• _DIRECTIONS_: Of the lines listed below, return exactly those that run from the line containing "line may extend." through the line containing "let line_no = index + 1;", both included.

(Stored items)

■ ■ ■ ■ ■

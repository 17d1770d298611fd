//! Android (dashed) export parser.
//!
//! Android writes one message per physical line:
//! ```text
//! 15/08/23, 9:05 am - Alice: Hello there
//! 15/08/23, 9:06 am - Alice created group "Trip"
//! 15/08/23, 9:07 am - Bob: <Media omitted>
//! ```
//!
//! Lines without the `date, time - ` prefix are dropped as malformed, or,
//! with [`DashedConfig::join_continuation_lines`], appended to the record
//! above them. Media placeholders are filtered after the records are built.

use tracing::{debug, trace};

use crate::config::DashedConfig;
use crate::core::ParseStats;
use crate::error::{DropReason, Result};
use crate::parser::{FormatTag, TranscriptParser};
use crate::parsing::{
    ClockPrecision, match_dashed_line, normalize_dashed, parse_timestamp, split_dashed_sender,
};
use crate::record::{MessageRecord, ParsedTranscript, Sender};

/// Parser for Android exports.
///
/// # Example
///
/// ```rust
/// use chatstat::parsers::DashedParser;
/// use chatstat::parser::TranscriptParser;
/// use chatstat::Sender;
///
/// let parser = DashedParser::new();
/// let transcript = parser.parse_str("15/08/23, 9:06 am - Alice created group \"Trip\"")?;
/// assert_eq!(transcript.records()[0].sender, Sender::System);
/// # Ok::<(), chatstat::ChatstatError>(())
/// ```
#[derive(Debug, Clone, Default)]
pub struct DashedParser {
    config: DashedConfig,
}

impl DashedParser {
    /// Creates a new parser with default configuration.
    pub fn new() -> Self {
        Self::default()
    }

    /// Creates a parser with custom configuration.
    pub fn with_config(config: DashedConfig) -> Self {
        Self { config }
    }

    /// Returns the current configuration.
    pub fn config(&self) -> &DashedConfig {
        &self.config
    }

    pub(crate) fn parse_with(raw: &str, config: &DashedConfig) -> Result<ParsedTranscript> {
        let text = normalize_dashed(raw);
        let mut stats = ParseStats::default();
        let mut records: Vec<MessageRecord> = Vec::new();
        // Whether the most recent message line produced a record that a
        // continuation line may extend.
        let mut open_record = false;

        for (index, line) in text.lines().enumerate() {
            stats.candidates += 1;
            let line_no = index + 1;

            let Some(parts) = match_dashed_line(line) else {
                if config.join_continuation_lines && open_record && !line.trim().is_empty() {
                    if let Some(last) = records.last_mut() {
                        last.body.push('\n');
                        last.body.push_str(line);
                        stats.continuation_lines += 1;
                        continue;
                    }
                }
                trace!(line = line_no, reason = %DropReason::MalformedLine, "Dropping line");
                stats.record_drop(DropReason::MalformedLine);
                continue;
            };

            let Some(timestamp) = parse_timestamp(
                parts.date,
                parts.clock,
                parts.meridiem,
                ClockPrecision::Minutes,
            ) else {
                debug!(
                    line = line_no,
                    date = parts.date,
                    clock = parts.clock,
                    reason = %DropReason::TimestampParseFailure,
                    "Dropping line"
                );
                stats.record_drop(DropReason::TimestampParseFailure);
                open_record = false;
                continue;
            };

            let (sender, body) = match split_dashed_sender(parts.remainder) {
                (Some(name), body) => (Sender::User(name.to_string()), body),
                (None, remainder) => (Sender::System, remainder),
            };
            records.push(MessageRecord::new(timestamp, sender, body));
            open_record = true;
        }

        let before = records.len();
        records.retain(|record| record.body != config.media_placeholder);
        let filtered = before - records.len();
        for _ in 0..filtered {
            stats.record_drop(DropReason::MediaPlaceholder);
        }

        stats.records = records.len();
        debug!(
            lines = stats.candidates,
            records = stats.records,
            malformed = stats.malformed_lines,
            media = stats.media_placeholders,
            bad_timestamps = stats.bad_timestamps,
            "Parsed Android transcript"
        );

        Ok(ParsedTranscript::new(FormatTag::Dashed, records, stats))
    }
}

impl TranscriptParser for DashedParser {
    fn name(&self) -> &'static str {
        "Android"
    }

    fn format(&self) -> FormatTag {
        FormatTag::Dashed
    }

    fn parse_str(&self, raw: &str) -> Result<ParsedTranscript> {
        Self::parse_with(raw, &self.config)
    }
}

■ ■ ■ ■ ■

• _TASK OUTPUT_:
        // continuation line may extend.
        let mut open_record = false;

        for (index, line) in text.lines().enumerate() {
            stats.candidates += 1;
            let line_no = index + 1;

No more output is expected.